Our next wine was from the Santorini region, 2011 Domaine Sigalas Assyrtiko. The Wine Advocate calls Sigalas “one of Greece’s finest white wine producers.” This wine had a soft nose but exploded on the palate. It was very vibrant with notes of citrus and paired beautifully with everything. Carol brought seasoned steamed artichoke hearts in olive oil and it was a great match. So was Laura’s moussaka and Hilarie’s grilled chicken. Assyrtiko is a unique varietal. I can’t think of anything to compare it to. What a wonderful summer wine for $18.
We progressed to a white blend, the 2010 Ovilos Estate Biblia Chora, 50% Assyrtiko and 50% Sauvignon Blanc. Hilarie prepared a grilled chicken breast with herbed zucchini stuffing to pair with it. The first thing that struck me was the deep yellow color. I picked up kiwi and pineapple on the nose and lots of tropical fruit on the palate. The is an excellent blend that paired well not only with the chicken but also with boubarai, Greek meatballs in a milk and egg sauce. It sells for $20.
We finished with a pair of reds, first the 2010 Urano Xinomavro from Thimiopolous Winery in Naoussa. Xinomavro translates to “acid black.” It’s a deep red color with lots of berries on the nose. Very dry, I found it a bit rough around the edges, but definitely drinkable.
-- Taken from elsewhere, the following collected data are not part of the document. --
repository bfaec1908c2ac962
pub mod api;
pub mod error;
pub mod events;

pub use api::{
    CompileRequest, Feature, FeatureKey, FeaturesResponse, GenerateRequest, ModelsResponse,
    HIGH_QUALITY, USER_COMPILE,
};
pub use error::{CompileDiagnostics, ErrorKind, ErrorRecord};
pub use events::{
    decode_event, encode_event, CompileFailure, CompileSuccess, EventDecodeError, EventKind,
    EventPayload, GenerateFailure, GenerateSuccess, ServerEvent,
};
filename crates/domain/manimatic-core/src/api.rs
use serde::{Deserialize, Serialize};

pub type FeatureKey = String;

/// Feature key guarding user-initiated recompilation.
pub const USER_COMPILE: &str = "user-compile";
/// Feature key for 4K rendering. Advertised by the backend; the client only displays it.
pub const HIGH_QUALITY: &str = "high-quality";

#[derive(Debug, Clone, Serialize, Deserialize, PartialEq, Eq)]
pub struct GenerateRequest {
    pub prompt: String,
    pub model: String,
}

#[derive(Debug, Clone, Serialize, Deserialize, PartialEq, Eq)]
pub struct CompileRequest {
    pub script: String,
}

#[derive(Debug, Clone, Serialize, Deserialize, PartialEq, Eq)]
pub struct Feature {
    pub key: FeatureKey,
    #[serde(default)]
    pub description: String,
    #[serde(default)]
    pub enabled: bool,
}

#[derive(Debug, Clone, Default, Serialize, Deserialize, PartialEq, Eq)]
pub struct FeaturesResponse {
    #[serde(default)]
    pub version: String,
    #[serde(default)]
    pub features: Vec<Feature>,
}

#[derive(Debug, Clone, Default, Serialize, Deserialize, PartialEq, Eq)]
pub struct ModelsResponse {
    #[serde(default)]
    pub models: Vec<String>,
    #[serde(default, skip_serializing_if = "Option::is_none")]
    pub default_model: Option<String>,
}

impl ModelsResponse {
    /// The model a fresh session should start with: the server default when it
    /// is non-empty, otherwise the first advertised model.
    pub fn preferred(&self) -> Option<&str> {
        self.default_model
            .as_deref()
            .filter(|m| !m.trim().is_empty())
            .or_else(|| self.models.first().map(String::as_str))
    }
}
mod common;

use common::{generated_and_rendered, mounted, script_ok, video_ok, FakeBackend, SESSION};
use manimatic_app_core::dispatcher::RENDER_PENDING_MESSAGE;
use manimatic_app_core::{ClientSettings, SessionFilter, SessionOrchestrator, SessionPhase};
use manimatic_core::{CompileRequest, ErrorKind};

#[tokio::test]
async fn first_session_id_is_pinned_and_foreign_events_dropped() {
    let (backend, handle) = FakeBackend::new();
    let mut orch = mounted(backend).await;

    orch.set_prompt("one");
    orch.generate().await.unwrap();
    handle.push(script_ok(SESSION, "# one"));
    orch.process_next().await;
    assert_eq!(orch.state().session_id.as_deref(), Some(SESSION));

    orch.set_prompt("two");
    orch.generate().await.unwrap();
    handle.push(script_ok("session-b", "# foreign"));
    handle.push(script_ok(SESSION, "# two"));
    orch.process_next().await;
    assert_eq!(orch.state().phase, SessionPhase::AwaitingScript);
    orch.process_next().await;

    let state = orch.state();
    assert_eq!(state.script.as_deref(), Some("# two"));
    assert_eq!(state.session_id.as_deref(), Some(SESSION));
}

#[tokio::test]
async fn disabled_filter_applies_every_session() {
    let (backend, handle) = FakeBackend::new();
    let settings = ClientSettings {
        session_filter: SessionFilter::Off,
        ..ClientSettings::default()
    };
    let mut orch = SessionOrchestrator::new(backend, settings);
    orch.mount().await.unwrap();

    orch.set_prompt("one");
    orch.generate().await.unwrap();
    handle.push(script_ok(SESSION, "# one"));
    orch.process_next().await;

    orch.set_prompt("two");
    orch.generate().await.unwrap();
    handle.push(script_ok("session-b", "# foreign"));
    orch.process_next().await;

    assert_eq!(orch.state().script.as_deref(), Some("# foreign"));
}

#[tokio::test]
async fn late_render_from_previous_generation_is_dropped() {
    let (backend, handle) = FakeBackend::new();
    let mut orch = mounted(backend).await;

    orch.set_prompt("one");
    orch.generate().await.unwrap();
    handle.push(script_ok(SESSION, "# one"));
    orch.process_next().await;

    orch.set_prompt("two");
    orch.generate().await.unwrap();
    handle.push(video_ok(SESSION, "/videos/one.mp4"));
    orch.process_next().await;

    let state = orch.state();
    assert_eq!(state.phase, SessionPhase::AwaitingScript);
    assert!(state.video_url.is_none());
    assert!(state.video_loading());
}

#[tokio::test]
async fn late_script_during_user_compile_is_dropped() {
    let (backend, handle) = FakeBackend::new();
    let mut orch = mounted(backend).await;

    generated_and_rendered(&mut orch, &handle, "# one").await;

    orch.edit_script("# edited").unwrap();
    orch.compile().await.unwrap();
    handle.push(script_ok(SESSION, "# duplicate"));
    handle.push(video_ok(SESSION, "/videos/edited.mp4"));
    orch.process_next().await;
    orch.process_next().await;

    let state = orch.state();
    assert_eq!(state.phase, SessionPhase::VideoReady);
    assert_eq!(state.edited_script, "# edited");
    assert_eq!(state.script.as_deref(), Some("# one"));
}

#[tokio::test]
async fn unknown_and_malformed_events_are_skipped() {
    let (backend, handle) = FakeBackend::new();
    let mut orch = mounted(backend).await;

    orch.set_prompt("p");
    orch.generate().await.unwrap();
    handle.push_raw(r#"{"kind":"render_progress","sessionId":"session-a","data":{"pct":40}}"#);
    handle.push_raw("not json at all");
    handle.push_raw(r#"{"kind":"generate_succeeded","sessionId":"session-a","data":{"oops":1}}"#);
    handle.push(script_ok(SESSION, "# code"));
    orch.process_next().await;

    let state = orch.state();
    assert_eq!(state.phase, SessionPhase::ScriptReady);
    assert_eq!(state.script.as_deref(), Some("# code"));
}

#[tokio::test]
async fn snake_case_session_field_is_accepted() {
    let (backend, handle) = FakeBackend::new();
    let mut orch = mounted(backend).await;

    orch.set_prompt("p");
    orch.generate().await.unwrap();
    handle.push_raw(r##"{"kind":"generate_succeeded","session_id":"legacy","data":{"script":"# s"}}"##);
    orch.process_next().await;

    let state = orch.state();
    assert_eq!(state.session_id.as_deref(), Some("legacy"));
    assert_eq!(state.script.as_deref(), Some("# s"));
}

#[tokio::test]
async fn compile_waits_for_the_chained_render() {
    let (backend, handle) = FakeBackend::new();
    let mut orch = mounted(backend).await;

    orch.set_prompt("one");
    orch.generate().await.unwrap();
    handle.push(script_ok(SESSION, "# one"));
    orch.process_next().await;

    orch.edit_script("x = 1").unwrap();
    let err = orch.compile().await.unwrap_err();
    assert_eq!(err.kind, ErrorKind::Validation);
    assert_eq!(err.message, RENDER_PENDING_MESSAGE);
    assert!(handle.compile_calls().is_empty());

    let state = orch.state();
    assert_eq!(state.phase, SessionPhase::ScriptReady);
    assert!(!state.compiling);
    assert!(state.video_loading());

    handle.push(video_ok(SESSION, "/videos/old-script.mp4"));
    orch.process_next().await;
    assert_eq!(
        orch.state().video_url.as_deref(),
        Some("/videos/old-script.mp4")
    );

    orch.compile().await.unwrap();
    assert_eq!(
        handle.compile_calls(),
        vec![CompileRequest {
            script: "x = 1".into()
        }]
    );
    assert!(orch.state().compiling);

    handle.push(video_ok(SESSION, "/videos/edited.mp4"));
    orch.process_next().await;
    let state = orch.state();
    assert_eq!(state.phase, SessionPhase::VideoReady);
    assert!(!state.compiling);
    assert_eq!(state.video_url.as_deref(), Some("/videos/edited.mp4"));
}
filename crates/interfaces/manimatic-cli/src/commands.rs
use std::time::Duration;

use anyhow::{bail, Context, Result};
use camino::{Utf8Path, Utf8PathBuf};
use humansize::{format_size, DECIMAL};
use manimatic_app_core::viewmodel::compile_error_vm;
use manimatic_app_core::{
    ClientSettings, HttpBackend, SessionOrchestrator, SessionPhase, SessionState, SettingsStore,
};
use manimatic_core::{FeaturesResponse, ModelsResponse};
use manimatic_infra::net::normalize_base;
use manimatic_infra::{default_http_client, download_artifact, ApiClient};
use tracing::info;

use crate::{render, CliSessionFilter, ConfigKey};

#[derive(Debug, Clone)]
pub struct GenerateOptions {
    pub prompt: String,
    pub model: Option<String>,
    /// Return as soon as the script arrives instead of waiting for the render.
    pub no_video: bool,
    pub script_out: Option<Utf8PathBuf>,
    pub download: Option<Utf8PathBuf>,
    pub render_timeout: Duration,
}

impl GenerateOptions {
    pub fn new(prompt: impl Into<String>) -> Self {
        Self {
            prompt: prompt.into(),
            model: None,
            no_video: false,
            script_out: None,
            download: None,
            render_timeout: Duration::from_secs(manimatic_config::DEFAULT_RENDER_TIMEOUT_SECS),
        }
    }
}

#[derive(Debug, Clone, Default)]
pub struct CompileOptions {
    pub download: Option<Utf8PathBuf>,
}

#[derive(Debug, Clone, Default)]
pub struct SessionOutcome {
    pub script: Option<String>,
    pub video_url: Option<String>,
    pub downloaded_bytes: Option<u64>,
}

fn api(settings: &ClientSettings) -> Result<ApiClient> {
    let client = default_http_client().context("Failed to build HTTP client")?;
    Ok(ApiClient::new(client, &settings.api_base_url)?)
}

async fn open_session(settings: &ClientSettings) -> Result<SessionOrchestrator<HttpBackend>> {
    let backend = HttpBackend::new(&settings.api_base_url)
        .with_context(|| format!("Invalid backend URL {}", settings.api_base_url))?;
    let mut orch = SessionOrchestrator::new(backend, settings.clone());
    orch.mount()
        .await
        .with_context(|| format!("Could not connect to {}", settings.api_base_url))?;
    info!("{}", render::gate_summary(&orch.state().features));
    Ok(orch)
}

/// Turn an errored session into a CLI error, with diagnostics when present.
fn bail_on_error(state: &SessionState) -> Result<()> {
    if let SessionPhase::Errored(_) = state.phase {
        if let Some(diag) = state.compile_diagnostics() {
            bail!("{}", render::compile_error(&compile_error_vm(diag)));
        }
        let msg = state
            .last_error
            .as_ref()
            .map(|e| e.message.clone())
            .unwrap_or_else(|| "Request failed".into());
        bail!("{msg}");
    }
    Ok(())
}

fn resolve_video_url(settings: &ClientSettings, url: &str) -> Result<String> {
    let base = normalize_base(&settings.api_base_url)?;
    let resolved = base
        .join(url)
        .with_context(|| format!("Invalid video URL {url}"))?;
    Ok(resolved.to_string())
}

async fn fetch_video(url: &str, target: &Utf8Path) -> Result<u64> {
    let client = default_http_client().context("Failed to build HTTP client")?;
    let pb = render::spinner(format!("Downloading {url}"));
    let written = download_artifact(&client, url, target)
        .await
        .with_context(|| format!("Failed to download {url}"))?;
    pb.finish_with_message(format!(
        "Saved {} to {target}",
        format_size(written, DECIMAL)
    ));
    Ok(written)
}

pub async fn cmd_health(settings: &ClientSettings) -> Result<()> {
    println!(":: Probing {}", settings.api_base_url);
    api(settings)?
        .healthz()
        .await
        .context("Health check failed. Unable to connect to the server.")?;
    println!("   Status: reachable");
    Ok(())
}

pub async fn cmd_features(settings: &ClientSettings) -> Result<FeaturesResponse> {
    let resp = api(settings)?
        .features()
        .await
        .context("Failed to fetch features")?;
    print!("{}", render::features_table(&resp));
    Ok(resp)
}

pub async fn cmd_models(settings: &ClientSettings) -> Result<ModelsResponse> {
    let resp = api(settings)?
        .models()
        .await
        .context("Failed to fetch models")?;
    print!("{}", render::models_list(&resp));
    Ok(resp)
}

pub async fn cmd_generate(settings: &ClientSettings, opts: GenerateOptions) -> Result<SessionOutcome> {
    let mut orch = open_session(settings).await?;

    if let Some(model) = &opts.model {
        orch.select_model(model.as_str())?;
    }
    orch.set_prompt(opts.prompt.as_str());

    println!(":: Generating animation");
    if let Some(model) = orch.state().selected_model {
        println!("   Model: {model}");
    }

    let pb = render::spinner("Writing animation script…");
    orch.generate().await?;
    orch.run_until(|s| !s.script_loading()).await;
    pb.finish_and_clear();

    let state = orch.state();
    bail_on_error(&state)?;
    let script = state.script.clone().unwrap_or_default();

    if let Some(out) = &opts.script_out {
        tokio::fs::write(out.as_std_path(), &script)
            .await
            .with_context(|| format!("Failed to write script to {out}"))?;
        println!("   Script: {out}");
    } else {
        println!("\n{script}\n");
    }

    let mut outcome = SessionOutcome {
        script: Some(script),
        ..SessionOutcome::default()
    };
    if opts.no_video {
        return Ok(outcome);
    }

    let pb = render::spinner("Rendering video…");
    let finished = tokio::time::timeout(
        opts.render_timeout,
        orch.run_until(|s| !s.video_loading()),
    )
    .await;
    pb.finish_and_clear();
    if finished.is_err() {
        bail!("Rendering did not finish in time");
    }

    let state = orch.state();
    bail_on_error(&state)?;
    finish_video(settings, &state, opts.download.as_deref(), &mut outcome).await?;
    Ok(outcome)
}

pub async fn cmd_compile(
    settings: &ClientSettings,
    script_path: &Utf8Path,
    opts: CompileOptions,
) -> Result<SessionOutcome> {
    let script = tokio::fs::read_to_string(script_path.as_std_path())
        .await
        .with_context(|| format!("Failed to read {script_path}"))?;

    let mut orch = open_session(settings).await?;
    orch.edit_script(script.as_str())?;

    println!(":: Compiling {script_path}");
    let pb = render::spinner("Rendering video…");
    orch.compile().await?;
    orch.run_until(|s| !s.compiling).await;
    pb.finish_and_clear();

    let state = orch.state();
    bail_on_error(&state)?;

    let mut outcome = SessionOutcome {
        script: Some(script),
        ..SessionOutcome::default()
    };
    finish_video(settings, &state, opts.download.as_deref(), &mut outcome).await?;
    Ok(outcome)
}

async fn finish_video(
    settings: &ClientSettings,
    state: &SessionState,
    download: Option<&Utf8Path>,
    outcome: &mut SessionOutcome,
) -> Result<()> {
    let Some(url) = &state.video_url else {
        bail!("The backend reported no video");
    };
    let url = resolve_video_url(settings, url)?;
    println!("   Video: {url}");

    if let Some(target) = download {
        outcome.downloaded_bytes = Some(fetch_video(&url, target).await?);
    }
    outcome.video_url = Some(url);
    Ok(())
}

pub fn cmd_config_show(store: &SettingsStore) -> Result<ClientSettings> {
    let settings = store.load()?;
    println!(":: {}", store.settings_path()?.display());
    println!("{}", serde_json::to_string_pretty(&settings)?);
    Ok(settings)
}

pub fn cmd_config_set(store: &SettingsStore, key: ConfigKey, value: &str) -> Result<ClientSettings> {
    let mut settings = store.load()?;
    match key {
        ConfigKey::ApiBaseUrl => {
            normalize_base(value)?;
            settings.api_base_url = value.trim().to_string();
        }
        ConfigKey::GenerationTimeoutMs => {
            let ms: u64 = value
                .parse()
                .with_context(|| format!("Not a number of milliseconds: {value}"))?;
            settings.generation_timeout_ms = manimatic_config::clamp_timeout_ms(ms);
        }
        ConfigKey::NoticeTtlMs => {
            settings.notice_ttl_ms = value
                .parse()
                .with_context(|| format!("Not a number of milliseconds: {value}"))?;
        }
        ConfigKey::SessionFilter => {
            let filter = <CliSessionFilter as clap::ValueEnum>::from_str(value, true)
                .map_err(|e| anyhow::anyhow!("Invalid session filter {value}: {e}"))?;
            settings.session_filter = filter.into();
        }
    }
    store.save(&settings)?;
    println!(":: Saved {}", store.settings_path()?.display());
    Ok(settings)
}
#[derive(Debug, Clone)]
pub enum SessionCommand {
    // Lifecycle
    Mount,
    Dispose,

    // Inputs
    SetPrompt(String),
    SelectModel(String),
    EditScript(String),

    // Pipeline
    Generate,
    Compile,

    // Notices
    DismissNotice,
}
use std::collections::HashSet;
use std::sync::Arc;

use axum::{
    extract::{Path, Query, State},
    Json,
};
use chrono::NaiveDate;
use serde::Deserialize;
use serde_json::{json, Value};

use shared_config::AppConfig;
use shared_models::error::AppError;

use crate::models::{
    ConsultationType, DoctorError, FeeRange, FilterCriteria, SortStrategy,
};
use crate::services::{
    availability::SlotAvailabilityResolver,
    doctor::DoctorSearchService,
    scheduling::SupabaseScheduleService,
};

// Query parameters for different endpoints
#[derive(Debug, Default, Deserialize)]
pub struct DoctorSearchQuery {
    pub query: Option<String>,
    pub specialization: Option<String>,
    pub experience: Option<String>,
    pub rating: Option<String>,
    pub location: Option<String>,
    pub fee_min: Option<f64>,
    pub fee_max: Option<f64>,
    pub gender: Option<String>,
    /// Comma separated, e.g. `video,physical`.
    pub modes: Option<String>,
    pub sort: Option<String>,
}

impl DoctorSearchQuery {
    pub fn into_criteria(self) -> Result<(FilterCriteria, SortStrategy), DoctorError> {
        let modes = self
            .modes
            .as_deref()
            .unwrap_or_default()
            .split(',')
            .map(str::trim)
            .filter(|mode| !mode.is_empty())
            .map(str::parse::<ConsultationType>)
            .collect::<Result<HashSet<_>, _>>()?;

        let criteria = FilterCriteria {
            query: self.query,
            specialization: self.specialization,
            experience: self.experience.as_deref().unwrap_or_default().parse().unwrap_or_default(),
            rating: self.rating.as_deref().unwrap_or_default().parse().unwrap_or_default(),
            location: self.location,
            fee: FeeRange {
                min: self.fee_min,
                max: self.fee_max,
            },
            gender: self.gender,
            modes,
        };

        let strategy = self.sort.as_deref().unwrap_or_default().parse().unwrap_or_default();

        Ok((criteria, strategy))
    }
}

#[derive(Debug, Deserialize)]
pub struct SlotQuery {
    pub date: Option<String>,
}

impl From<DoctorError> for AppError {
    fn from(e: DoctorError) -> Self {
        match e {
            DoctorError::NotFound => AppError::NotFound("Doctor not found".to_string()),
            DoctorError::ValidationError(msg) => AppError::BadRequest(msg),
            DoctorError::DirectoryError(msg) => AppError::ExternalService(msg),
        }
    }
}

#[axum::debug_handler]
pub async fn search_doctors(
    State(state): State<Arc<AppConfig>>,
    Query(query): Query<DoctorSearchQuery>,
) -> Result<Json<Value>, AppError> {
    let (criteria, strategy) = query.into_criteria()?;

    let search_service = DoctorSearchService::from_config(&state);
    let doctors = search_service.search(&criteria, strategy).await;

    Ok(Json(json!({
        "doctors": doctors,
        "total": doctors.len(),
        "sort": strategy,
    })))
}

#[axum::debug_handler]
pub async fn get_doctor(
    State(state): State<Arc<AppConfig>>,
    Path(doctor_id): Path<String>,
) -> Result<Json<Value>, AppError> {
    let search_service = DoctorSearchService::from_config(&state);
    let doctor = search_service.get_doctor(&doctor_id).await?;

    Ok(Json(json!(doctor)))
}

#[axum::debug_handler]
pub async fn get_available_slots(
    State(state): State<Arc<AppConfig>>,
    Path(doctor_id): Path<String>,
    Query(query): Query<SlotQuery>,
) -> Result<Json<Value>, AppError> {
    let date = match query.date.as_deref().map(str::trim).filter(|d| !d.is_empty()) {
        Some(raw) => Some(
            NaiveDate::parse_from_str(raw, "%Y-%m-%d")
                .map_err(|_| AppError::BadRequest(format!("Invalid date: {}", raw)))?,
        ),
        None => None,
    };

    let resolver = SlotAvailabilityResolver::new(Arc::new(SupabaseScheduleService::new(&state)));
    let resolution = resolver.resolve_detailed(Some(&doctor_id), date).await;

    Ok(Json(json!({
        "doctor_id": doctor_id,
        "date": date,
        "slots": resolution.slots,
        "source": resolution.source,
    })))
}
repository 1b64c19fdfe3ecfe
// libs/appointment-cell/src/services/booking.rs

use std::sync::Arc;

use anyhow::{anyhow, Result};
use async_trait::async_trait;
use chrono::NaiveDate;
use serde_json::Value;
use tracing::{debug, error, info, warn};

use doctor_cell::models::Doctor;
use doctor_cell::services::availability::to_24_hour;
use doctor_cell::services::doctor::{DoctorDirectory, SupabaseDoctorDirectory};
use shared_config::AppConfig;
use shared_database::supabase::SupabaseClient;

use crate::models::{AppointmentError, AppointmentRecord, BookingRequest, PENDING_STATUS};
use crate::services::triage::ReasonClassifier;

#[async_trait]
pub trait AppointmentStore: Send + Sync {
    /// Persists the record and returns the stored row.
    async fn create_appointment(&self, record: &AppointmentRecord) -> Result<Value>;
}

pub struct SupabaseAppointmentStore {
    supabase: SupabaseClient,
}

impl SupabaseAppointmentStore {
    pub fn new(config: &AppConfig) -> Self {
        Self {
            supabase: SupabaseClient::new(config),
        }
    }
}

#[async_trait]
impl AppointmentStore for SupabaseAppointmentStore {
    async fn create_appointment(&self, record: &AppointmentRecord) -> Result<Value> {
        debug!("Inserting appointment {}", record.appointment_number);

        let rows = self
            .supabase
            .insert("/rest/v1/appointments", serde_json::to_value(record)?)
            .await?;

        rows.into_iter()
            .next()
            .ok_or_else(|| anyhow!("Appointment insert returned no rows"))
    }
}

pub struct BookingService {
    directory: Arc<dyn DoctorDirectory>,
    store: Arc<dyn AppointmentStore>,
    classifier: ReasonClassifier,
}

impl BookingService {
    pub fn new(directory: Arc<dyn DoctorDirectory>, store: Arc<dyn AppointmentStore>) -> Self {
        Self {
            directory,
            store,
            classifier: ReasonClassifier::default(),
        }
    }

    pub fn from_config(config: &AppConfig) -> Self {
        Self::new(
            Arc::new(SupabaseDoctorDirectory::new(config)),
            Arc::new(SupabaseAppointmentStore::new(config)),
        )
    }

    /// Validates the request against the selected doctor and builds the row
    /// that would be stored. Nothing is persisted.
    pub fn prepare(
        &self,
        request: &BookingRequest,
        doctor: Option<&Doctor>,
    ) -> Result<AppointmentRecord, AppointmentError> {
        let doctor = doctor.ok_or(AppointmentError::DoctorNotFound)?;
        if doctor.id != request.doctor_id {
            return Err(AppointmentError::ValidationError(format!(
                "Doctor {} does not match requested doctor {}",
                doctor.id, request.doctor_id
            )));
        }
        if request.patient_id.trim().is_empty() {
            return Err(AppointmentError::ValidationError("Patient is required".to_string()));
        }

        let date = request.date.trim();
        NaiveDate::parse_from_str(date, "%Y-%m-%d")
            .map_err(|_| AppointmentError::ValidationError(format!("Invalid date: {}", date)))?;

        let time = request.time.trim();
        let time_24h = to_24_hour(time)
            .ok_or_else(|| AppointmentError::ValidationError(format!("Invalid time: {}", time)))?;

        if request.reason.trim().is_empty() {
            return Err(AppointmentError::ValidationError(
                "Reason for visit is required".to_string(),
            ));
        }

        let mut triage_request = request.triage_request();
        triage_request.date = Some(date.to_string());
        triage_request.time = Some(time.to_string());
        let triage = self.classifier.classify(&triage_request, Some(doctor));
        let specialization = Some(doctor.specialization.trim())
            .filter(|s| !s.is_empty())
            .map(str::to_string);
        let doctor_name = Some(doctor.display_name().trim())
            .filter(|n| !n.is_empty())
            .map(str::to_string);

        Ok(AppointmentRecord {
            patient_id: request.patient_id.clone(),
            patient_name: request.patient_name.clone(),
            doctor_id: doctor.id.clone(),
            doctor_name,
            appointment_date: date.to_string(),
            appointment_time: time.to_string(),
            appointment_time_24h: time_24h,
            appointment_type: request.appointment_type,
            reason: request.reason.trim().to_string(),
            reason_category: triage.category.clone(),
            urgency_level: triage.urgency_level,
            priority_score: triage.priority_score,
            is_priority_case: triage.flagged_for_priority(),
            appointment_number: triage.appointment_number,
            recommended_specialties: triage.recommendations,
            triage_notes: triage.notes,
            specialization,
            status: PENDING_STATUS.to_string(),
        })
    }

    pub async fn book(&self, request: &BookingRequest) -> Result<Value, AppointmentError> {
        debug!("Booking appointment with doctor {} on {}", request.doctor_id, request.date);

        let doctor = self
            .directory
            .get_doctor(&request.doctor_id)
            .await
            .map_err(|e| {
                error!("Doctor lookup failed for {}: {}", request.doctor_id, e);
                AppointmentError::DirectoryError(e.to_string())
            })?;

        let record = self.prepare(request, doctor.as_ref())?;
        if record.is_priority_case {
            warn!(
                "Priority case {} ({}) booked with doctor {}",
                record.appointment_number, record.reason_category, record.doctor_id
            );
        }

        let stored = self.store.create_appointment(&record).await.map_err(|e| {
            error!("Failed to store appointment {}: {}", record.appointment_number, e);
            AppointmentError::StoreError(e.to_string())
        })?;

        info!("Appointment {} created", record.appointment_number);
        Ok(stored)
    }
}
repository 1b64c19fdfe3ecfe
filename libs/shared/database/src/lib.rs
pub mod supabase;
Karsten prepared Sykomaitha, spiced fig cakes that paired nicely with this wine. it was also nice with moussaka and meatballs. The wine was originally called Gi Kai Uranos, Greek for earth and sky. I found it online for $35.
We ended our evening with the 2007 Boutari Grande Reserve Naoussa. Boutari only gives the Grande Reserve designation to wines that have spent at least two years in bottle. Brick in color, this wine presented plum and dark fruit on the nose. I found it tart and tannic, but the same wine poured through a Wine Soirée aerator softened it considerably. I found it paired well with Karsten’s fig cakes as well as moussaka and boubarai. It sells for about $22.
Our favorite wine of the night was the third wine we tasted, the Assyrtiko/Sauvignon Blanc blend from Ovilos. Our thanks to New Wines of Greece for providing our bottles.